|Collection Name||RG1052 Watkins, Albert, 1848-1923|
|Size and Materials||1.5 cu.ft.; 3 boxes|
|Title||Albert Watkins papers|
|Date or Date Span||1888-1923|
|Year Range from||1888|
|Year Range to||1923|
Albert Watkins was born in Worcester, England, on November 16, 1848. His family immigrated to the U.S. and settled in Wisconsin when he was a year old. A graduate of the University of Wisconsin law school in 1871, Mr. Watkins served as county superintendent of Iowa County, Wisconsin, and newspaper editor at Mineral Point between 1874 and 1877. In 1877 he became the editor of the Sioux City Tribune and in 1882 he moved to Lincoln, Nebraska, where he became a partner of General Victor Vifquain in the publishing of the Lincoln Daily Democrat.
As a tariff reformer and a gold standard democrat, Mr. Watkins allied himself with the J. Sterling Morton wing of the Nebraska Democratic Party. Following the election of Grover Cleveland as President in 1884, Mr. Watkins was appointed postmaster in Lincoln, an office which he held for four years. After the second election of President Cleveland in 1892, Mr. Watkins became a receiver of national banks of Nebraska, especially the one at Ponca.

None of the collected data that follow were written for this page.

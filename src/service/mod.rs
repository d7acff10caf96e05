//! Service contract consumed by the supervisor.
//!
//! # Data Flow
//! ```text
//! caller builds services (HttpService, custom impls)
//!     → wrapped into ServiceHandle (identity captured once)
//!     → handed to one worker each
//!     → worker spawns serve(), later calls shutdown(ShutdownContext)
//! ```
//!
//! # Design Decisions
//! - Object-safe async trait so heterogeneous services share one run
//! - `serve` takes `&self`: the serve task and the shutdown call hold the
//!   same `Arc` and the service coordinates the two internally
//! - Returning from `serve` is only meaningful on error

pub mod http;

use std::sync::Arc;

use async_trait::async_trait;

use crate::error::BoxError;
use crate::lifecycle::ShutdownContext;

pub use http::{AlreadyServed, HttpService};

/// A long-running unit supervised by a run.
#[async_trait]
pub trait Service: Send + Sync + 'static {
    /// Stable identifier used in log events and errors.
    fn id(&self) -> &str;

    /// Run the service until it fails or is asked to stop.
    ///
    /// An `Err` ends the whole supervised run. `Ok(())` without a prior
    /// shutdown request is not treated as completion.
    async fn serve(&self) -> Result<(), BoxError>;

    /// Stop the service.
    ///
    /// `ctx` carries the grace-period deadline, if any. Implementations should
    /// stop waiting once [`ShutdownContext::cancelled`] resolves; the
    /// supervisor reports a shutdown still pending at the deadline as failed.
    async fn shutdown(&self, ctx: ShutdownContext) -> Result<(), BoxError>;
}

/// One service as seen by its worker.
#[derive(Clone)]
pub struct ServiceHandle {
    id: String,
    service: Arc<dyn Service>,
}

impl ServiceHandle {
    pub fn new(service: Arc<dyn Service>) -> Self {
        Self {
            id: service.id().to_string(),
            service,
        }
    }

    pub fn id(&self) -> &str {
        &self.id
    }

    pub(crate) fn service(&self) -> &Arc<dyn Service> {
        &self.service
    }
}

impl std::fmt::Debug for ServiceHandle {
    fn fmt(&self, f: &mut std::fmt::Formatter<'_>) -> std::fmt::Result {
        f.debug_struct("ServiceHandle").field("id", &self.id).finish()
    }
}
//! Lifecycle management subsystem.
//!
//! # Data Flow
//! ```text
//! Run (coordinator.rs):
//!     Arm signals → spawn one worker per service → join all → first error
//!
//! Worker (worker.rs):
//!     Spawn serve → race serve failure vs cancellation → shutdown → outcome
//!
//! Shutdown (shutdown.rs):
//!     Fresh grace-period context → shutdown call bounded by deadline
//!
//! Signals (signals.rs):
//!     SIGTERM/SIGINT → cancel the run's token
//!     Second signal, or any signal once disarmed → OS default action
//! ```
//!
//! # Design Decisions
//! - One cancellation token per run, child of the caller's token
//! - No ordering between services: start and stop are fully concurrent
//! - The first failure cancels every other service, related or not
//! - Shutdown has timeout: a shutdown still pending at the deadline fails

pub mod coordinator;
pub mod shutdown;
pub mod signals;
pub mod worker;

pub use coordinator::{run, run_with_context, Supervisor};
pub use shutdown::ShutdownContext;
pub use signals::SignalBridge;
pub use worker::WorkerState;
//! Run coordination: fan out one worker per service, join them, keep the
//! first error.

use std::collections::HashMap;
use std::sync::Arc;

use tokio::task::JoinSet;
use tokio_util::sync::CancellationToken;

use crate::config::{Options, RunConfig};
use crate::error::{Phase, RunError, ServicePanicked};
use crate::lifecycle::signals::SignalBridge;
use crate::lifecycle::worker::Worker;
use crate::observability::LifecycleEvent;
use crate::service::Service;

/// Supervise `services` until a shutdown signal or the first failure.
///
/// Returns the first error observed, or `Ok(())` when every service shut
/// down cleanly.
///
/// Dropping the returned future before it completes cancels the run: the
/// workers are detached and still shut their services down in the
/// background, but nobody observes their outcome.
pub async fn run<I>(services: I, options: Options) -> Result<(), RunError>
where
    I: IntoIterator<Item = Arc<dyn Service>>,
{
    run_with_context(CancellationToken::new(), services, options).await
}

/// Like [`run`], additionally stopping when `parent` is cancelled.
pub async fn run_with_context<I>(
    parent: CancellationToken,
    services: I,
    options: Options,
) -> Result<(), RunError>
where
    I: IntoIterator<Item = Arc<dyn Service>>,
{
    let config = Arc::new(RunConfig::new(services, options));
    coordinate(&parent, config).await
}

/// Options bound once, reusable for any number of runs.
#[derive(Debug, Clone, Default)]
pub struct Supervisor {
    options: Options,
}

impl Supervisor {
    pub fn new(options: Options) -> Self {
        Self { options }
    }

    pub fn options(&self) -> &Options {
        &self.options
    }

    pub async fn run<I>(&self, services: I) -> Result<(), RunError>
    where
        I: IntoIterator<Item = Arc<dyn Service>>,
    {
        run(services, self.options.clone()).await
    }

    pub async fn run_with_context<I>(
        &self,
        parent: CancellationToken,
        services: I,
    ) -> Result<(), RunError>
    where
        I: IntoIterator<Item = Arc<dyn Service>>,
    {
        run_with_context(parent, services, self.options.clone()).await
    }
}

async fn coordinate(parent: &CancellationToken, config: Arc<RunConfig>) -> Result<(), RunError> {
    // Dropped on every exit path, which unregisters the signal listener.
    let bridge = SignalBridge::arm(parent, config.force_exit_on_second_signal());
    let ctx = bridge.token().clone();

    tracing::info!(
        service_count = config.services().len(),
        shutdown_timeout = ?config.shutdown_timeout(),
        "Starting services"
    );

    let mut workers = Workers::new(ctx.clone());
    let mut ids = HashMap::new();
    for handle in config.services() {
        let worker = Worker::new(handle.clone(), Arc::clone(&config));
        let task = workers.set.spawn(worker.run(ctx.clone()));
        ids.insert(task.id(), handle.id().to_string());
    }

    let mut first_error: Option<RunError> = None;
    while let Some(joined) = workers.set.join_next_with_id().await {
        let outcome = match joined {
            Ok((_, outcome)) => outcome,
            Err(e) => {
                let service = ids.get(&e.id()).cloned().unwrap_or_default();
                let cause = ServicePanicked::from_join_error(e);
                config.sink().record(&LifecycleEvent::ShutdownFailed {
                    service: service.clone(),
                    cause: cause.to_string(),
                });
                Err(RunError::new(service, Phase::Shutdown, Box::new(cause)))
            }
        };

        let Err(err) = outcome else {
            continue;
        };

        if first_error.is_none() {
            tracing::info!(
                service = %err.service(),
                phase = %err.phase(),
                "Service failed, stopping remaining services"
            );
            ctx.cancel();
            first_error = Some(err);
        } else {
            tracing::warn!(
                service = %err.service(),
                error = %err,
                "Additional service failure while stopping"
            );
        }
    }

    drop(bridge);

    match first_error {
        Some(err) => Err(err),
        None => {
            config.sink().record(&LifecycleEvent::AllServicesStopped);
            Ok(())
        }
    }
}

/// Worker tasks of one run.
///
/// If the run is dropped while workers are live, they are cancelled and
/// detached instead of aborted, so every service still gets its shutdown.
struct Workers {
    set: JoinSet<Result<(), RunError>>,
    ctx: CancellationToken,
}

impl Workers {
    fn new(ctx: CancellationToken) -> Self {
        Self {
            set: JoinSet::new(),
            ctx,
        }
    }
}

impl Drop for Workers {
    fn drop(&mut self) {
        if self.set.is_empty() {
            return;
        }
        tracing::warn!(
            workers = self.set.len(),
            "Run dropped before completion, shutting services down in the background"
        );
        self.ctx.cancel();
        self.set.detach_all();
    }
}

After free-silver became a political issue in 1893, Mr. Watkins became one of the most active champions of the Grover Cleveland- J. Sterling Morton gold standard wing of the Nebraska Democratic Party. William Jennings Bryanís victory in 1896 left the gold standard democrats in Nebraska few in numbers and stranded politically. Efforts to maintain a separate organization proved a failure, so most of them, including Mr. Watkins, rejoined the reorganized democratic party under the Bryan leadership where they enjoyed a little more independence then they had before.
In 1898, during the Omaha Exposition, a "History of Nebraska" was undertaken mainly by Iowa people, including Mr. Clarence S. Paine. J. Sterling Morton was chosen as literary head of the publication. He, in turn, persuaded Mr. Watkins to assist him in the editorship of the project. Mr. Watkins ended up doing most of the editorial work and the narrative writing except for some special articles by well-known Nebraskans. Preparation and publication of three volumes of this history lasted from 1898-1911.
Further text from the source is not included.